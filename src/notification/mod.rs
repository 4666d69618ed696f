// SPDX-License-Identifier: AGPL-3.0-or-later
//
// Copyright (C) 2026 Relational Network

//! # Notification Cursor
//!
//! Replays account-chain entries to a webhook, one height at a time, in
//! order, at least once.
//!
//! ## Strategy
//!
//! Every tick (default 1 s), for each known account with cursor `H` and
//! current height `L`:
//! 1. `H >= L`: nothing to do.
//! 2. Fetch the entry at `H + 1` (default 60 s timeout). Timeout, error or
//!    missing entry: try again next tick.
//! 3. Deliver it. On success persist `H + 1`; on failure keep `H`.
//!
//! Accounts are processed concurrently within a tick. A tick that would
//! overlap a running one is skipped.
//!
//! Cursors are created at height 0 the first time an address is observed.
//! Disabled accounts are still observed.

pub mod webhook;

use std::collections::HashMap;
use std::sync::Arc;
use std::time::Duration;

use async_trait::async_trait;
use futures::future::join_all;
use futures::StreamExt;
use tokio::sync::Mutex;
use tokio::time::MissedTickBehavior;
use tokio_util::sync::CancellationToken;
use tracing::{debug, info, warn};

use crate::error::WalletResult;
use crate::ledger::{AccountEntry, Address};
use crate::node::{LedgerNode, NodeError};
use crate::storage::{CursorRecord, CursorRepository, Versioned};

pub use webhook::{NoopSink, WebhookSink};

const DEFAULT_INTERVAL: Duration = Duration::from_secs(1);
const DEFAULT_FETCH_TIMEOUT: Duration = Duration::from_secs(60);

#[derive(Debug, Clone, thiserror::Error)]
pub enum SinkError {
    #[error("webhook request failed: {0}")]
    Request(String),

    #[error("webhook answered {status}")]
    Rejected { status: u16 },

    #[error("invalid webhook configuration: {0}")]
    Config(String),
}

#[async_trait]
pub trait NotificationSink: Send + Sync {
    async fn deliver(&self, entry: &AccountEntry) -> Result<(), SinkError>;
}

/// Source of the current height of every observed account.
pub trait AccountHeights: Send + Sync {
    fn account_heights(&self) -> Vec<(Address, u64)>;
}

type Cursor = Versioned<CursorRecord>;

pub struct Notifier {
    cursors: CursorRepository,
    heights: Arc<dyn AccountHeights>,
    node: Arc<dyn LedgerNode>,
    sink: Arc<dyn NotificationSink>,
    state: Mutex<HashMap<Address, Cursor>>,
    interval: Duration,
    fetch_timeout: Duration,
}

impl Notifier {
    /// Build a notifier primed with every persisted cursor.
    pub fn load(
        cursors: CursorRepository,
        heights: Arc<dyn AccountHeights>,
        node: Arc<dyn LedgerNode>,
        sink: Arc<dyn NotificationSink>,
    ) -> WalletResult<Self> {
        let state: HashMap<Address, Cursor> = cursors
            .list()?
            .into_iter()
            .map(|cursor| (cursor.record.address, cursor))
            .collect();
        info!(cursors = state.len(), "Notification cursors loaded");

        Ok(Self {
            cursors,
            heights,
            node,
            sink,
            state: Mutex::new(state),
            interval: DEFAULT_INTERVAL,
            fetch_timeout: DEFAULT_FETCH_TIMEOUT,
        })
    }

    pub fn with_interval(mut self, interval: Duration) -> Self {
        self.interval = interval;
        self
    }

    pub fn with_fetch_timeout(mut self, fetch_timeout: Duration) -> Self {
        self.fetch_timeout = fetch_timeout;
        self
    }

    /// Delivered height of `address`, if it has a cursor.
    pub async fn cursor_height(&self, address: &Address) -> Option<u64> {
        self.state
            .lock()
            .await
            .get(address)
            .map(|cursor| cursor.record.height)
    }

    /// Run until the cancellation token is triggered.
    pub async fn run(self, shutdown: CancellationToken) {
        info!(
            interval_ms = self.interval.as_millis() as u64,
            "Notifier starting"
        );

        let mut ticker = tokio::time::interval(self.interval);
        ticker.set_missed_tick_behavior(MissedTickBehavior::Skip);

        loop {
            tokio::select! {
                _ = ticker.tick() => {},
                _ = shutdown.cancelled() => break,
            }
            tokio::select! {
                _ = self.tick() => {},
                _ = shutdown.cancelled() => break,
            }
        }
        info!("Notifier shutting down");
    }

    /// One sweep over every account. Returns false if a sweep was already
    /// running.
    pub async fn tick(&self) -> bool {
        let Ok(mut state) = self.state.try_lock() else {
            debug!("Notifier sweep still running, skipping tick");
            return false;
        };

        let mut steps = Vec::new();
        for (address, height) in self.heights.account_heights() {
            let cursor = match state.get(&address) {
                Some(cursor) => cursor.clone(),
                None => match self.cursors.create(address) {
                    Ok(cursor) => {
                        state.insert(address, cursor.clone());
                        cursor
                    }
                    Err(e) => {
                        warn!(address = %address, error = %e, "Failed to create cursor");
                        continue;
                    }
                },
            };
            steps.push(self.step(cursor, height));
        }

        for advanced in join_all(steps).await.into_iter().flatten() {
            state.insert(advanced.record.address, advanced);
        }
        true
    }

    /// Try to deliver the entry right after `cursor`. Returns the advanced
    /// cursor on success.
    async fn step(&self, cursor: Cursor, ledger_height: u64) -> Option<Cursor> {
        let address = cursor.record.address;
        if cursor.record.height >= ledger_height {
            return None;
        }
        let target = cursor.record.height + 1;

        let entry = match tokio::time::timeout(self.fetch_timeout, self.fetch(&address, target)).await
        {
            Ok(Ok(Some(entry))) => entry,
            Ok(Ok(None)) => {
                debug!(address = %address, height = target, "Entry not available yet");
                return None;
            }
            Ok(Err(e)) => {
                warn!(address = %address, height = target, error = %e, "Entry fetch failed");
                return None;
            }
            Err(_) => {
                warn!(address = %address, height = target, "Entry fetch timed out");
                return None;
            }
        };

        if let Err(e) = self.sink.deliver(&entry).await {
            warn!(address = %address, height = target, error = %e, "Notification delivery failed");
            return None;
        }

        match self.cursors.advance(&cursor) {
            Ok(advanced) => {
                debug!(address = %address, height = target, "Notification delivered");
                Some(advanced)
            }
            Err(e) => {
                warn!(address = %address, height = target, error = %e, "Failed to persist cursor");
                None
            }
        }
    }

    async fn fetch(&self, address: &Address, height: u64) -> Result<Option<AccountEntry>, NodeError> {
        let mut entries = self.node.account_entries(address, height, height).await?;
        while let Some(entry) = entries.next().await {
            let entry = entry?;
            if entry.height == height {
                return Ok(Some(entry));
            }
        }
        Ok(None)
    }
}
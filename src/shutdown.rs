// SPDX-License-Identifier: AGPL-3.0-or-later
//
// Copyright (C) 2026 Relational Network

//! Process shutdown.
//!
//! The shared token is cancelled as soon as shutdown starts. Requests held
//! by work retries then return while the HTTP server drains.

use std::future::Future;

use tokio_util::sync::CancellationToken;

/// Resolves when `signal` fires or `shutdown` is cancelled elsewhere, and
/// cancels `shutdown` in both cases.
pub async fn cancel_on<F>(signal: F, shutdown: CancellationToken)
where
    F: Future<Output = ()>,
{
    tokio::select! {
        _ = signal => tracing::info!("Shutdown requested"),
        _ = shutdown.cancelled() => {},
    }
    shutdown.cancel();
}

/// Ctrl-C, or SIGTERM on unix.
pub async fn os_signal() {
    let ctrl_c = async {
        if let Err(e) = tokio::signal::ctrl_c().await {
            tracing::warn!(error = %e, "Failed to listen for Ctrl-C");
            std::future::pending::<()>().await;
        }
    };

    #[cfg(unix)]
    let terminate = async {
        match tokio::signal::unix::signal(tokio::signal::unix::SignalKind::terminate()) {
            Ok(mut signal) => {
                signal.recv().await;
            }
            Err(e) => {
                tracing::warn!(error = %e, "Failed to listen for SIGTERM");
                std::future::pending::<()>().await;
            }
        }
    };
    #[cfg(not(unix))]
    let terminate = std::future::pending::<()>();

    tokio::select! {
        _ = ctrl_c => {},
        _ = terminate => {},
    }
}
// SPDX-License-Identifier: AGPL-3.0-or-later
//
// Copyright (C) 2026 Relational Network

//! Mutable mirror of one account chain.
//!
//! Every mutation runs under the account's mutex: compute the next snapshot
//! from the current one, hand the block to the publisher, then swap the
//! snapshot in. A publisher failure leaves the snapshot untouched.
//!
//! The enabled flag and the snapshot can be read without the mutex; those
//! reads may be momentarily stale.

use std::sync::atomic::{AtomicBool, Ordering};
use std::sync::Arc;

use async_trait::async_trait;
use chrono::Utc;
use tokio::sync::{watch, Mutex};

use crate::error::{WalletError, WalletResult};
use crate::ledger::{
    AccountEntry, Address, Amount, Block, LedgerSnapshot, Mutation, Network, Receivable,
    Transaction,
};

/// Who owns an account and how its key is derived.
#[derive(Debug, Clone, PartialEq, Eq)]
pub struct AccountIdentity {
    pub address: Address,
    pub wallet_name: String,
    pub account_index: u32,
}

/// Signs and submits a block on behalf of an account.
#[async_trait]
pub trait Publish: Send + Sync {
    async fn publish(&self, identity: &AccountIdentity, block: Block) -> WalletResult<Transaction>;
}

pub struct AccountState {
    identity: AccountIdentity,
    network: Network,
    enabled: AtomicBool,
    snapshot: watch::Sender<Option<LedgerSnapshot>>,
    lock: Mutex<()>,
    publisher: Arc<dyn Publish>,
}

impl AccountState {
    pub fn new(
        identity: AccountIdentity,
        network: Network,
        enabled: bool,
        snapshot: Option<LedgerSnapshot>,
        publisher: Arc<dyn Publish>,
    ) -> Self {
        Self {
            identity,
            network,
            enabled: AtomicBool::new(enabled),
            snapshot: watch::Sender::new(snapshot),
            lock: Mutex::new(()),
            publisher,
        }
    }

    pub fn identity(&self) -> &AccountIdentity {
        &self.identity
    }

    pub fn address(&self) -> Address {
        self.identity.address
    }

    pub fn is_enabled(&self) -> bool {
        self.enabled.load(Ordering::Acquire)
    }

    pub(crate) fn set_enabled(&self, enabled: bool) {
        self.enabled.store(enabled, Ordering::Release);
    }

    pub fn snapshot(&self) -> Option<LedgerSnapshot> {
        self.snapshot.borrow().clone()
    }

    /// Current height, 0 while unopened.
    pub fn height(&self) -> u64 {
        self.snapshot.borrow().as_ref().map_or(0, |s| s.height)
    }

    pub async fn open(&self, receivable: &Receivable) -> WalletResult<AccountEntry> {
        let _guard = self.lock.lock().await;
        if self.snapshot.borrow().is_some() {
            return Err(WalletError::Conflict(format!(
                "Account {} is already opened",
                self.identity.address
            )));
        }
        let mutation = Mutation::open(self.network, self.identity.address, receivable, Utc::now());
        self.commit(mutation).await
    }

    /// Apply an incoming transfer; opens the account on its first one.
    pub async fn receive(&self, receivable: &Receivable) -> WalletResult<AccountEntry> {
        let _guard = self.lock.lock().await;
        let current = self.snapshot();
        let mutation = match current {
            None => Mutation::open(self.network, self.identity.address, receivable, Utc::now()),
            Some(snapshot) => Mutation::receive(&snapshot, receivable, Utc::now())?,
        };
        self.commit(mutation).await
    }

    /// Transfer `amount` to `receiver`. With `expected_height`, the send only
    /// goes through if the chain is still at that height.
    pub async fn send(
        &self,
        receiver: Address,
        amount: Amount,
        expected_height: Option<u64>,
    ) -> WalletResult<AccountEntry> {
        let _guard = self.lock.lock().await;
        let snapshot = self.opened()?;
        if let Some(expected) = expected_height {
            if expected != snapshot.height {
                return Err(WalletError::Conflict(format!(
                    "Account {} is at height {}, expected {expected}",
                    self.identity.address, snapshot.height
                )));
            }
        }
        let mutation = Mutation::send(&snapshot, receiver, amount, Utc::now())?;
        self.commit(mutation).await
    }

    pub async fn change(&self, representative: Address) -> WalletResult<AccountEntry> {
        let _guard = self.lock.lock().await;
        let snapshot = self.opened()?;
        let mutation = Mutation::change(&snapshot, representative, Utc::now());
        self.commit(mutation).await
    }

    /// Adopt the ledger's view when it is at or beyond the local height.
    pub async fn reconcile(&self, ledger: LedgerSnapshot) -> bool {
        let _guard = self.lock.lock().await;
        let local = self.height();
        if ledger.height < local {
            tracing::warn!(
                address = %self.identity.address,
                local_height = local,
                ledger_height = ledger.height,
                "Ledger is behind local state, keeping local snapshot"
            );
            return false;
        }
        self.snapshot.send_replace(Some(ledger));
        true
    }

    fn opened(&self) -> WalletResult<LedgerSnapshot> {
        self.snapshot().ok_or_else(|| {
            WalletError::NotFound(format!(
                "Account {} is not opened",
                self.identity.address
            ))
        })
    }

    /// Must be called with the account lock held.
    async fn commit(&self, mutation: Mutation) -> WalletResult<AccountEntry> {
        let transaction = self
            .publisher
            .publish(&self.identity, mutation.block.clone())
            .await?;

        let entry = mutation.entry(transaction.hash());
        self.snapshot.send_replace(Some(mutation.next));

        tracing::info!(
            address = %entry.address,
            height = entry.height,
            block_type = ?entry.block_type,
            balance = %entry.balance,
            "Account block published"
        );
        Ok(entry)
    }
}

═══

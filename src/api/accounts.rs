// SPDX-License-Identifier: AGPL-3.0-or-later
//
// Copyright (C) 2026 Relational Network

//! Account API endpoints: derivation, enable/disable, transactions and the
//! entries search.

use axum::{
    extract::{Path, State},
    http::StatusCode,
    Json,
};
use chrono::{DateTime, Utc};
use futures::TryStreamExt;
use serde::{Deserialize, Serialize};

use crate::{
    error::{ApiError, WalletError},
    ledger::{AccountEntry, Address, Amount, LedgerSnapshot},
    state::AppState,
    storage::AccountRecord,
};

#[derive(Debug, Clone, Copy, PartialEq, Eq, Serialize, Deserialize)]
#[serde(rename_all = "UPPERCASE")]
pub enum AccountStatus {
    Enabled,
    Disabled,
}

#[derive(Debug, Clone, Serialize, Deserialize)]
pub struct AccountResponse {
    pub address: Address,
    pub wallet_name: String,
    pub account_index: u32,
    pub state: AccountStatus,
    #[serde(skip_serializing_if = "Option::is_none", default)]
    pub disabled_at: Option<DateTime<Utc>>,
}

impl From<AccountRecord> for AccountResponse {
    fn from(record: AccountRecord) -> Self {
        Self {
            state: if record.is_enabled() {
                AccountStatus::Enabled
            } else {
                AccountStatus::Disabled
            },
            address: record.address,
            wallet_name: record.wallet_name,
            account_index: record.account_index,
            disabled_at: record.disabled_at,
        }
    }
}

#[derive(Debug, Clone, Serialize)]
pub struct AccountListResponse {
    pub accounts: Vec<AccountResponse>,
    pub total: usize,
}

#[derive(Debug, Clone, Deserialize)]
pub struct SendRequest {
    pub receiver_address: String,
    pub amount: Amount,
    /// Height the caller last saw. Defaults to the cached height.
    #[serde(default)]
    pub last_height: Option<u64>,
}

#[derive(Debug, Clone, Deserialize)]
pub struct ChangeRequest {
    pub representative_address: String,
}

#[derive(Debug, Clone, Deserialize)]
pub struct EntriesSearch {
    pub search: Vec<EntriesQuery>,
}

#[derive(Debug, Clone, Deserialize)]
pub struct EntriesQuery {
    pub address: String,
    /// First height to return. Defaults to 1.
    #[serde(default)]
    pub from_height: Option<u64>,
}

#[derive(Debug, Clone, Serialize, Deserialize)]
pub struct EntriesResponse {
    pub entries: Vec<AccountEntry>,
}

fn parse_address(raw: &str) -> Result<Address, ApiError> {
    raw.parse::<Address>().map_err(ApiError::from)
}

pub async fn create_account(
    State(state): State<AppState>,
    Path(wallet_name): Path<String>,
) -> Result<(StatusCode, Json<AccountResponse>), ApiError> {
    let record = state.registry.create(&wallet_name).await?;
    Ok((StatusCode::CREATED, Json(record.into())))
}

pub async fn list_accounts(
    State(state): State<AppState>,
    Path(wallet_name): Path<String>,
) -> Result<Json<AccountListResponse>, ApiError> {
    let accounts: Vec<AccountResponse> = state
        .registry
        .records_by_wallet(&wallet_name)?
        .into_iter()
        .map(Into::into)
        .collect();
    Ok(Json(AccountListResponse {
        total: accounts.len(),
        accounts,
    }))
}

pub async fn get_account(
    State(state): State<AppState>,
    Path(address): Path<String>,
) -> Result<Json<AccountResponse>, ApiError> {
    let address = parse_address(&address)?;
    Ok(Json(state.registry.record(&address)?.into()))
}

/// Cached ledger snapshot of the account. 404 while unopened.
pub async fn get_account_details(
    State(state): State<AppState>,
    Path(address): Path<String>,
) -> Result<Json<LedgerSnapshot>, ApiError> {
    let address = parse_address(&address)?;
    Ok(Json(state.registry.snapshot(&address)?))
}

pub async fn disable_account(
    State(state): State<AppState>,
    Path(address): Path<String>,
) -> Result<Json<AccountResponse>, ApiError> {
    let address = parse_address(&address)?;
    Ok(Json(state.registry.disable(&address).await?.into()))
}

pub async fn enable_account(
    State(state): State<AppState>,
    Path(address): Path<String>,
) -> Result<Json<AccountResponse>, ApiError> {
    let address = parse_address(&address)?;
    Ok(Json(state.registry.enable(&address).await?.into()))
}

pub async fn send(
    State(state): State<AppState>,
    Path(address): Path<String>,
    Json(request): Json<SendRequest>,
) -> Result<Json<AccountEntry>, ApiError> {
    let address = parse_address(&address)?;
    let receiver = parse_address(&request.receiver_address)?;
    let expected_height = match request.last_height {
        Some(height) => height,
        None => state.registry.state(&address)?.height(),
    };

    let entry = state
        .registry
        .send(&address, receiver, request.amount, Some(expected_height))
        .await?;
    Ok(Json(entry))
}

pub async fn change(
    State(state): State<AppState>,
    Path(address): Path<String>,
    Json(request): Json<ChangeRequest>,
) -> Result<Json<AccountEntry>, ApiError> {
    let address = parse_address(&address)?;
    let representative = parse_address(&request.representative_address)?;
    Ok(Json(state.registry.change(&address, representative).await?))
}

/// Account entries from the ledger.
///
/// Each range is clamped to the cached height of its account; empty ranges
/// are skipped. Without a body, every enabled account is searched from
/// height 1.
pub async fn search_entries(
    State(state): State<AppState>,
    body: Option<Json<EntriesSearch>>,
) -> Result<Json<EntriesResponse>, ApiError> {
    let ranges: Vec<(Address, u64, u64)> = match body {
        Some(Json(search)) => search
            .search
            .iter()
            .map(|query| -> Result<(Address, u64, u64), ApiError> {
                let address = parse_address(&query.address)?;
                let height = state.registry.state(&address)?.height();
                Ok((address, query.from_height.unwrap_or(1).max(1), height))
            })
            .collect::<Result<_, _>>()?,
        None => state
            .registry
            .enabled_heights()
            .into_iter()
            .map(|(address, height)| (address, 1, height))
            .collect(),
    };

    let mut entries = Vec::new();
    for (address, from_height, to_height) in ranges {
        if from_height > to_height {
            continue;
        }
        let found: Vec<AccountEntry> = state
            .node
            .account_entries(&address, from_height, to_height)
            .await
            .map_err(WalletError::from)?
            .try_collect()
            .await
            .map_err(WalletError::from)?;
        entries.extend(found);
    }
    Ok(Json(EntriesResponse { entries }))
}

═══

[TASK BRIEF]: Read the records above. Show each line that has the string "webhook".

[YOUR SOLUTION]:
//! Replays account-chain entries to a webhook, one height at a time, in
pub mod webhook;
pub use webhook::{NoopSink, WebhookSink};
    #[error("webhook request failed: {0}")]
    #[error("webhook answered {status}")]
    #[error("invalid webhook configuration: {0}")]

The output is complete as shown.